I hope to write more in due course, but on my testing so far, Jicky opens up in a way similar to l'Humaniste or Allure Edition Blanche. However, it dries down to a more substantial Guerlainade base of vanilla, amber, and, if the marketing is to be believed, civet. I would have it down more as a masculine myself, and could see it as being a superb choice for a transition to evening wear in summer. It gains in character over time... certainly a rung or two above the others I've mentioned.
This is for the vintage Parfum De Toilette
Jicky is mostly lavender, vanilla, spices with a almost gourmand gingerbread vibe to it. I must admit I am not a fan of lavender fragrances, but it is done right here with this particular fume & the notes added alongside it blends in so well it is very good.
That lovely civet kicks in & gives it that one, two PUNCH! I just love NATURAL civet in fragrances, it adds such a dirty, sexy vibe to the composition. This was created & marketed for women but it can EASILY pass for unisex or even a men's frag.
This beauty last on my 5-6 hours, & projects nicely for the first couple of hours & the rest leaves alot to be desired.
I expected greater longevity from this one but it just is not happening. Tho the Parfum De Toilette is what EDP's are today, The notes here are more natural & less synthetic which is always good.
I'd certainly make this a signature scent doing the fall as it reeks, class, beauty & sophistication with the right amount of sex! A classic & underrated beauty for sure!
To me, Jicky is #1! It is without a doubt my favorite scent and I always have a bottle on hand.
I have tried the EDT which is too fleeting on me and then the PDT which is now I think discontinued or at least very hard to find. What I prefer and own is the parfum. I am never without it in my collection and am always saving my $$ to purchase it. One dab to the chest and one dab in the crook of each elbow and I am good to go!
I am a fan of animalic fragrances and especially the civet heavy ones like Jicky, Ungaro II, Kouros and the like.
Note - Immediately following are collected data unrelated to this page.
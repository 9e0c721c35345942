// SPDX-FileCopyrightText: 2026 The undercurrent Contributors
// SPDX-License-Identifier: GPL-3.0-or-later

use crate::bitfield::Bitfield;

use std::collections::{HashMap, HashSet};
use std::net::SocketAddr;

/// Chooses which (peer, piece) pair to start next: rarest first with
/// lowest-index tie-break, restricted to the allowed-fast grant while the
/// peer chokes us, skipping snubbed pairs, and allowing duplicate
/// downloaders for the final pieces (endgame).
#[derive(Debug)]
pub(crate) struct PiecePicker {
    availability: Vec<u32>,
    missing: usize,
    claims: HashMap<u32, Vec<SocketAddr>>,
    snubbed: HashSet<(SocketAddr, u32)>,
    endgame_threshold: usize,
}

pub(crate) struct PickContext<'a> {
    pub addr: SocketAddr,
    pub bitfield: &'a Bitfield,
    pub peer_choking: bool,
    pub allowed_fast: &'a HashSet<u32>,
}

impl PiecePicker {
    pub fn new(have: &Bitfield, endgame_threshold: usize) -> Self {
        Self {
            availability: vec![0; have.len()],
            missing: have.len() - have.count_ones(),
            claims: HashMap::new(),
            snubbed: HashSet::new(),
            endgame_threshold,
        }
    }

    pub fn missing(&self) -> usize {
        self.missing
    }

    pub fn endgame_active(&self) -> bool {
        self.missing > 0 && self.missing <= self.endgame_threshold
    }

    pub fn add_bitfield(&mut self, bitfield: &Bitfield) {
        for (index, slot) in self.availability.iter_mut().enumerate() {
            if bitfield.test(index) {
                *slot += 1;
            }
        }
    }

    pub fn remove_bitfield(&mut self, bitfield: &Bitfield) {
        for (index, slot) in self.availability.iter_mut().enumerate() {
            if bitfield.test(index) {
                *slot = slot.saturating_sub(1);
            }
        }
    }

    pub fn add_have(&mut self, index: u32) {
        if let Some(slot) = self.availability.get_mut(index as usize) {
            *slot += 1;
        }
    }

    #[cfg(test)]
    pub fn availability(&self, index: u32) -> u32 {
        self.availability[index as usize]
    }

    /// A piece of ours reached disk; it no longer counts as missing and
    /// its claims are gone.
    pub fn mark_have(&mut self, index: u32) {
        self.missing = self.missing.saturating_sub(1);
        self.claims.remove(&index);
    }

    pub fn claim(&mut self, index: u32, addr: SocketAddr) {
        self.claims.entry(index).or_default().push(addr);
    }

    pub fn release(&mut self, index: u32, addr: SocketAddr) {
        if let Some(claimants) = self.claims.get_mut(&index) {
            claimants.retain(|a| *a != addr);
            if claimants.is_empty() {
                self.claims.remove(&index);
            }
        }
    }

    pub fn claimants(&self, index: u32) -> Vec<SocketAddr> {
        self.claims.get(&index).cloned().unwrap_or_default()
    }

    pub fn set_snubbed(&mut self, addr: SocketAddr, index: u32) {
        self.snubbed.insert((addr, index));
    }

    /// Drops every trace of a departing peer and returns the pieces whose
    /// claims it held.
    pub fn peer_disconnected(&mut self, addr: SocketAddr, bitfield: &Bitfield) -> Vec<u32> {
        self.remove_bitfield(bitfield);
        self.snubbed.retain(|(a, _)| *a != addr);
        let held: Vec<u32> = self
            .claims
            .iter()
            .filter(|(_, claimants)| claimants.contains(&addr))
            .map(|(&index, _)| index)
            .collect();
        for index in &held {
            self.release(*index, addr);
        }
        held
    }

    fn eligible(&self, index: usize, have: &Bitfield, ctx: &PickContext<'_>) -> bool {
        if have.test(index) || !ctx.bitfield.test(index) {
            return false;
        }
        let index = index as u32;
        if self.snubbed.contains(&(ctx.addr, index)) {
            return false;
        }
        if ctx.peer_choking && !ctx.allowed_fast.contains(&index) {
            return false;
        }
        true
    }

    pub fn pick(&self, have: &Bitfield, ctx: &PickContext<'_>) -> Option<u32> {
        // Normal pass: unclaimed pieces, rarest first, lowest index wins ties.
        let mut best: Option<(u32, u32)> = None;
        for index in 0..self.availability.len() {
            if !self.eligible(index, have, ctx) || self.claims.contains_key(&(index as u32)) {
                continue;
            }
            let key = (self.availability[index], index as u32);
            if best.map_or(true, |b| key < b) {
                best = Some(key);
            }
        }
        if let Some((_, index)) = best {
            return Some(index);
        }

        if !self.endgame_active() {
            return None;
        }

        // Endgame pass: duplicate an existing download, preferring pieces
        // with the fewest active downloaders, never doubling up on the
        // same peer.
        let mut best: Option<(usize, u32, u32)> = None;
        for index in 0..self.availability.len() {
            if !self.eligible(index, have, ctx) {
                continue;
            }
            let index_u32 = index as u32;
            let claimants = self.claims.get(&index_u32);
            if claimants.map_or(false, |c| c.contains(&ctx.addr)) {
                continue;
            }
            let key = (
                claimants.map_or(0, |c| c.len()),
                self.availability[index],
                index_u32,
            );
            if best.map_or(true, |b| key < b) {
                best = Some(key);
            }
        }
        best.map(|(_, _, index)| index)
    }
}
I love the skank, I guess....
Jicky is evanescent and can smell differently every time you wear it...even from moment to moment, the scent can change. It is very beguiling....I love that about it. My very favorite scent....
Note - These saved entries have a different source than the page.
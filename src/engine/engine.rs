// SPDX-FileCopyrightText: 2026 The undercurrent Contributors
// SPDX-License-Identifier: GPL-3.0-or-later

use crate::announce::{AnnounceEvent, AnnounceRequest, PeerSource};
use crate::bitfield::Bitfield;
use crate::command::{SessionCommand, SessionEvent, SessionEventSummary};
use crate::disk::cache::PieceReader;
use crate::disk::check;
use crate::disk::storage::{write_range, FileMap};
use crate::engine::addr_list::AddrList;
use crate::engine::choker::Choker;
use crate::engine::info_downloader::{InfoDownloader, METADATA_QUEUE_LENGTH};
use crate::engine::picker::{PickContext, PiecePicker};
use crate::engine::piece_downloader::{BlockOutcome, PieceDownloader};
use crate::engine::state::{Lifecycle, PeerExtendedState, PeerState, Stats};
use crate::engine::{
    EngineCommand, EngineHandle, EngineMessage, TorrentEvent, TorrentParameters,
};
use crate::errors::TorrentError;
use crate::metainfo::{self, Info, InfoHash};
use crate::peer::handshake::{self, Extensions, HandshakeOutcome, HandshakerParams};
use crate::peer::protocol::{
    addrs_to_compact, allowed_fast_set, compact_to_addrs, extended_handshake_payload,
    BlockInfo, LocalExtensionId, Message, MetadataMessage, PexMessage, BLOCK_SIZE,
    MAX_REQUEST_LENGTH, METADATA_MSG_DATA, METADATA_MSG_REJECT, METADATA_MSG_REQUEST,
};
use crate::peer::session::{PeerSession, PeerSessionParams};
use crate::resume::{ResumeSpec, Resumer};

use serde_bytes::ByteBuf;
use sha1::{Digest, Sha1};

use tokio::net::TcpStream;
use tokio::sync::{broadcast, mpsc, watch};
use tokio::time::{interval, Duration, Instant};

use tracing::{event, Level};

use std::collections::{HashMap, HashSet, VecDeque};
use std::net::{IpAddr, SocketAddr};
use std::path::PathBuf;
use std::sync::Arc;

/// Allowed-fast pieces granted to each fast-extension peer.
const ALLOWED_FAST_GRANTS: usize = 10;

const SPEED_TICK: Duration = Duration::from_secs(1);
const REGULAR_UNCHOKE_INTERVAL: Duration = Duration::from_secs(10);
const OPTIMISTIC_UNCHOKE_INTERVAL: Duration = Duration::from_secs(30);
const PEX_INTERVAL: Duration = Duration::from_secs(75);
const MAINTENANCE_INTERVAL: Duration = Duration::from_secs(5);

const PEER_COMMAND_QUEUE: usize = 64;

const DIAL_BASE_COOLDOWN_SECS: u64 = 15;
const DIAL_MAX_COOLDOWN_SECS: u64 = 1800;
const DIAL_MAX_FAILURES: u32 = 10;

/// Drives one torrent from an info-hash to a fully verified on-disk file
/// set while seeding what it has. All torrent-global state lives here and
/// is touched only from `run`'s event loop; peers, handshakers and the
/// disk pipeline are tasks on the other end of channels.
pub struct Engine {
    cfg: Arc<crate::config::Settings>,
    download_dir: PathBuf,
    trackers: Vec<String>,
    blocklist: Option<HashSet<IpAddr>>,
    resumer: Option<Arc<dyn Resumer>>,
    created_at: i64,

    info_hash: InfoHash,
    local_peer_id: [u8; 20],
    info: Option<Info>,
    info_bytes: Option<Vec<u8>>,
    files: Option<Arc<FileMap>>,
    reader: Option<Arc<PieceReader>>,
    bitfield: Bitfield,
    have_bytes: u64,
    preverified: Option<Bitfield>,
    lifecycle: Lifecycle,
    completed: bool,
    last_announce_event: AnnounceEvent,

    peers: HashMap<SocketAddr, PeerState>,
    peer_ids: HashSet<[u8; 20]>,
    connected_ips: HashSet<IpAddr>,
    dialing: usize,
    dial_backoff: HashMap<SocketAddr, (u32, Instant)>,
    addrs: AddrList,

    downloaders: HashMap<SocketAddr, PieceDownloader>,
    info_downloader: Option<InfoDownloader>,
    metadata_failed: HashSet<SocketAddr>,
    picker: PiecePicker,
    choker: Choker,

    stats: Stats,
    writing: Option<u32>,
    pending_writes: VecDeque<(u32, Vec<u8>)>,
    resume_dirty: bool,

    msg_tx: mpsc::Sender<EngineMessage>,
    msg_rx: mpsc::Receiver<EngineMessage>,
    command_rx: mpsc::Receiver<EngineCommand>,
    peers_rx: mpsc::Receiver<(PeerSource, Vec<SocketAddr>)>,
    incoming_rx: mpsc::Receiver<TcpStream>,
    events_tx: Option<mpsc::Sender<TorrentEvent>>,
    announce_tx: watch::Sender<AnnounceRequest>,
    shutdown_tx: broadcast::Sender<()>,
}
Despite the reformulations, it is still a masterpiece from Guerlain and the fact that it is the oldest perfume still being made is a testament to it's genius....
I get so many compliments when I am wearing this....one friend of mine always wants to put her nose into my chest because she finds it so alluring.....what could be wrong with that?
Bravo....to me Jicky is and always will be #1.
I have an addenda to this review: I am now working on a current version purchased in 2016 of the parfum....my favorite scent has lost some of it's oomph! There is much less civet in the parfum version than there used to be. Not only has Jicky been somewhat prettied up: the staying power and skin scent ability are gone. I used to smell this on me from one application in the AM to bedtime in the PM when I would undress....
Now it is gone in about 4 hours on me....the initial projection is minimized and the on skin scent after the drydown is totally gone.
I wish they hadn't discontinued the PDT version....
that one had the most civet I think....I think using less civet in the composition not only makes Jicky too tame, it has lessened the fixative properties.
24th June, 2016 (last edited: 01st October, 2016)
This review is for the vintage extrait.
The lavender note in Jicky is very strong with the vanilla and lemon notes following closely alongside. I did not detect any wood or spices in the extrait. Jicky is strongly reminiscent of the classic "barber shop" smell. Projection, sillage, and longevity on my skin were all long lasting. It is a high quality parfum, but it was a bit too masculine for my taste, and it had too much of the barber-shop vibe. I am sorry it did not work for me given its obvious high quality, and its very good projection, sillage, and longevity. Alas, if only all parfums performed this well.....
This is a review for the current EDP, which I love. Of course, it is neither as potent nor as strange as the vintage juice, but it is still a heady and captivating blend of notes. I actually prefer Jicky to Shalimar, which is famously said to have been the result of Jacques Guerlain's adding an overdose of vanillin to a bottle of Jicky.
Jicky is complex and intriguing to my nose, even if it lacks the oomph of yesteryear. I doubt that I'll ever invest in a current extrait version, considering the expense:reformulation ratio, but this EDP suits me just fine.